Specifically, after an asset sale which normally does not expose the buyer to successor liability, Michigan law recognizes five narrow exceptions:

(1) where there is an express or implied assumption of liabilities;

(2) where the transaction is not labeled as such, but amounts to a consolidation or merger;

(3) where the transaction was fraudulent;

(4) where some part of the transaction lacked good faith, or where the transfer lacked consideration to avoid creditors; or

(5) where the successor was a mere continuation or reincarnation of predecessor.

In very general terms, exceptions one and two often are planned for as part of the underlying transaction. Exceptions three and four typically arise when there is some suggestion or concern that the transfer improperly occurred as a means of avoiding legitimate creditors’ claims. 

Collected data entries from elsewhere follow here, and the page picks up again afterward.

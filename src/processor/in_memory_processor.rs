use std::sync::{Mutex, MutexGuard};

use rust_decimal::Decimal;
use tracing::debug;

use crate::account::Account;
use crate::journal::Journal;
use crate::ledger::LedgerStore;
use crate::transaction::{AccountId, Transaction, TransactionKind, TransactionRequest};

use super::{MIN_TRANSFER_AMOUNT, TransactionProcessError, TransactionProcessor};

/// Ledger store and journal guarded by one lock. Holding the guard across
/// a whole commit is the transactional scope: validation, balance mutation
/// and journal append all happen under a single acquisition, so no caller
/// can ever observe a half-applied transaction or a stale balance check.
#[derive(Debug, Default)]
struct BankState {
    ledger: LedgerStore,
    journal: Journal,
}

impl BankState {
    fn commit(
        &mut self,
        request: &TransactionRequest,
    ) -> Result<Transaction, TransactionProcessError> {
        let source_balance = self
            .ledger
            .get(request.account_id)
            .map_err(|_| TransactionProcessError::AccountNotFound(request.account_id))?
            .balance();

        match request.kind {
            TransactionKind::Debit => {
                if source_balance < request.amount {
                    return Err(TransactionProcessError::InsufficientFunds);
                }
                self.ledger.debit(request.account_id, request.amount)?;
            }
            // credits have no balance precondition; the request schema keeps
            // amounts positive upstream
            TransactionKind::Credit => {
                self.ledger.credit(request.account_id, request.amount)?;
            }
            TransactionKind::Transfer => {
                let dest_id = request
                    .destination_account_id
                    .ok_or(TransactionProcessError::DestinationNotFound)?;
                self.ledger
                    .get(dest_id)
                    .map_err(|_| TransactionProcessError::DestinationNotFound)?;
                if dest_id == request.account_id {
                    return Err(TransactionProcessError::SameAccountTransfer);
                }
                if source_balance < request.amount {
                    return Err(TransactionProcessError::InsufficientFunds);
                }
                if request.amount < Decimal::from(MIN_TRANSFER_AMOUNT) {
                    return Err(TransactionProcessError::BelowMinimumTransfer);
                }
                self.ledger.transfer(request.account_id, dest_id, request.amount)?;
            }
        }

        // every rule above held under the same lock as the mutation, so the
        // append always pairs with an applied balance effect
        let transaction = self.journal.append(request);
        debug!(
            id = %transaction.id,
            kind = ?transaction.kind,
            amount = %transaction.amount,
            account = %transaction.account_id,
            "transaction committed"
        );
        Ok(transaction)
    }
}

/// In-memory [`TransactionProcessor`] backend.
///
/// Shared between callers behind an `Arc`; all balance state lives in the
/// inner [`BankState`] mutex, the processor itself is stateless.
#[derive(Debug, Default)]
pub struct InMemoryTransactionProcessor {
    state: Mutex<BankState>,
}

impl InMemoryTransactionProcessor {
    pub fn new() -> Self {
        Self::default()
    }

    pub fn with_accounts(accounts: impl IntoIterator<Item = Account>) -> Self {
        let mut ledger = LedgerStore::default();
        for account in accounts {
            ledger.insert(account);
        }
        Self {
            state: Mutex::new(BankState {
                ledger,
                journal: Journal::default(),
            }),
        }
    }

    /// Snapshot of one account as of the last committed transaction.
    pub fn account(&self, id: AccountId) -> Result<Account, TransactionProcessError> {
        let state = self.lock_state()?;
        let account = state.ledger.get(id)?;
        Ok(account.clone())
    }

    /// Snapshot of every account, for reporting.
    pub fn accounts(&self) -> Result<Vec<Account>, TransactionProcessError> {
        Ok(self.lock_state()?.ledger.accounts().cloned().collect())
    }

    fn lock_state(&self) -> Result<MutexGuard<'_, BankState>, TransactionProcessError> {
        self.state
            .lock()
            .map_err(|_| TransactionProcessError::StorageFailure("bank state lock poisoned".into()))
    }
}

impl TransactionProcessor for InMemoryTransactionProcessor {
    fn process(&self, request: TransactionRequest) -> Result<Transaction, TransactionProcessError> {
        self.lock_state()?.commit(&request)
    }

    fn transactions_for_account(
        &self,
        account_id: AccountId,
    ) -> Result<Vec<Transaction>, TransactionProcessError> {
        Ok(self.lock_state()?.journal.list_by_account(account_id)?)
    }

    fn all_transactions(&self) -> Result<Vec<Transaction>, TransactionProcessError> {
        Ok(self.lock_state()?.journal.list_all()?)
    }
}
use std::io::Read;

use anyhow::{Context, Result};
use csv::{DeserializeRecordsIntoIter, Trim};
use rust_decimal::Decimal;
use serde::Deserialize;

use crate::account::{Account, AccountStatus};
use crate::bin_utils::BatchError;
use crate::transaction::{AccountId, CustomerId, TransactionRequest};

#[derive(Debug, Deserialize)]
pub struct AccountRow {
    pub id: AccountId,
    pub customer_id: CustomerId,
    pub balance: Decimal,
    pub currency: String,
    pub status: AccountStatus,
}

impl From<AccountRow> for Account {
    fn from(row: AccountRow) -> Self {
        Account::new(row.id, row.customer_id, row.balance, row.currency, row.status)
    }
}

/// Reads the seed accounts for a batch run.
pub fn read_accounts(source: impl Read) -> Result<Vec<Account>> {
    let mut reader = csv::ReaderBuilder::new()
        .trim(Trim::All)
        .from_reader(source);
    let mut accounts = Vec::new();
    for row in reader.deserialize::<AccountRow>() {
        let row = row.context("Failed to parse account row")?;
        accounts.push(row.into());
    }
    Ok(accounts)
}

/// One transaction request row. The `type` column stays a raw string here so
/// an unknown name surfaces as a per-line rejection instead of aborting the
/// whole batch.
#[derive(Debug, Deserialize)]
pub struct RequestRow {
    #[serde(rename = "type")]
    pub kind: String,
    pub amount: Decimal,
    pub account_id: AccountId,
    pub destination_account_id: Option<AccountId>,
    pub note: Option<String>,
}

impl RequestRow {
    /// Applies the request schema the processor relies on being enforced
    /// upstream: a known transaction type and a strictly positive amount.
    pub fn into_request(self) -> Result<TransactionRequest, BatchError> {
        if self.amount <= Decimal::ZERO {
            return Err(BatchError::NonPositiveAmount);
        }
        Ok(TransactionRequest {
            kind: self.kind.parse()?,
            amount: self.amount,
            account_id: self.account_id,
            destination_account_id: self.destination_account_id,
            note: self.note,
        })
    }
}

/// Parses a transaction request list in CSV format
///
/// # Panics
///
/// If a row cannot be parsed
pub struct CsvRequestParser<R> {
    iter: DeserializeRecordsIntoIter<R, RequestRow>,
}

impl<R> CsvRequestParser<R>
where
    R: Read,
{
    pub fn new(source: R) -> Self {
        let reader = csv::ReaderBuilder::new()
            .trim(Trim::All)
            .flexible(true)
            .from_reader(source);

        Self {
            iter: reader.into_deserialize(),
        }
    }
}

impl<R> Iterator for CsvRequestParser<R>
where
    R: Read,
{
    type Item = (u64, RequestRow);

    fn next(&mut self) -> Option<Self::Item> {
        let curr_line = self.iter.reader().position().line();
        self.iter.next().map(|row| (curr_line, row.unwrap()))
    }
}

It bears noting that this is often a confused area because transfers to avoid potential personal liability are not, of themselves, wrongful.  Indeed, avoiding personal liability is precisely why individuals and entities form corporations or limited liability companies in the first place.

Exception five is the one that is often the most fertile ground for litigation as it typically is latent. Court’s love lists of factors and elements, and the “mere continuity” exception to successor liability is no different. As a plaintiff, to establish a plausible mere continuity claim, the courts will examine to see if:

(1) there is continuation of the seller corporation through a continuity of management, personnel, physical location, assets and general business operations;

(2) the predecessor corporation ceased its ordinary business operations, liquidated and dissolved as soon as legally and practically possible; and

(3) the purchaser assumed the seller’s liabilities and obligations deemed necessary for the uninterrupted continuation of normal operations.

These elements can seem intuitive, but from experience I can confidently declare that these are some of the most contested concepts and set the high-water mark for factual disputes.

Issues surrounding successor liability are typically considered in any asset sale, or at least they should be. However, even after the most careful planning by acquisition experts, successor liability claims can arise; they may even be inevitable.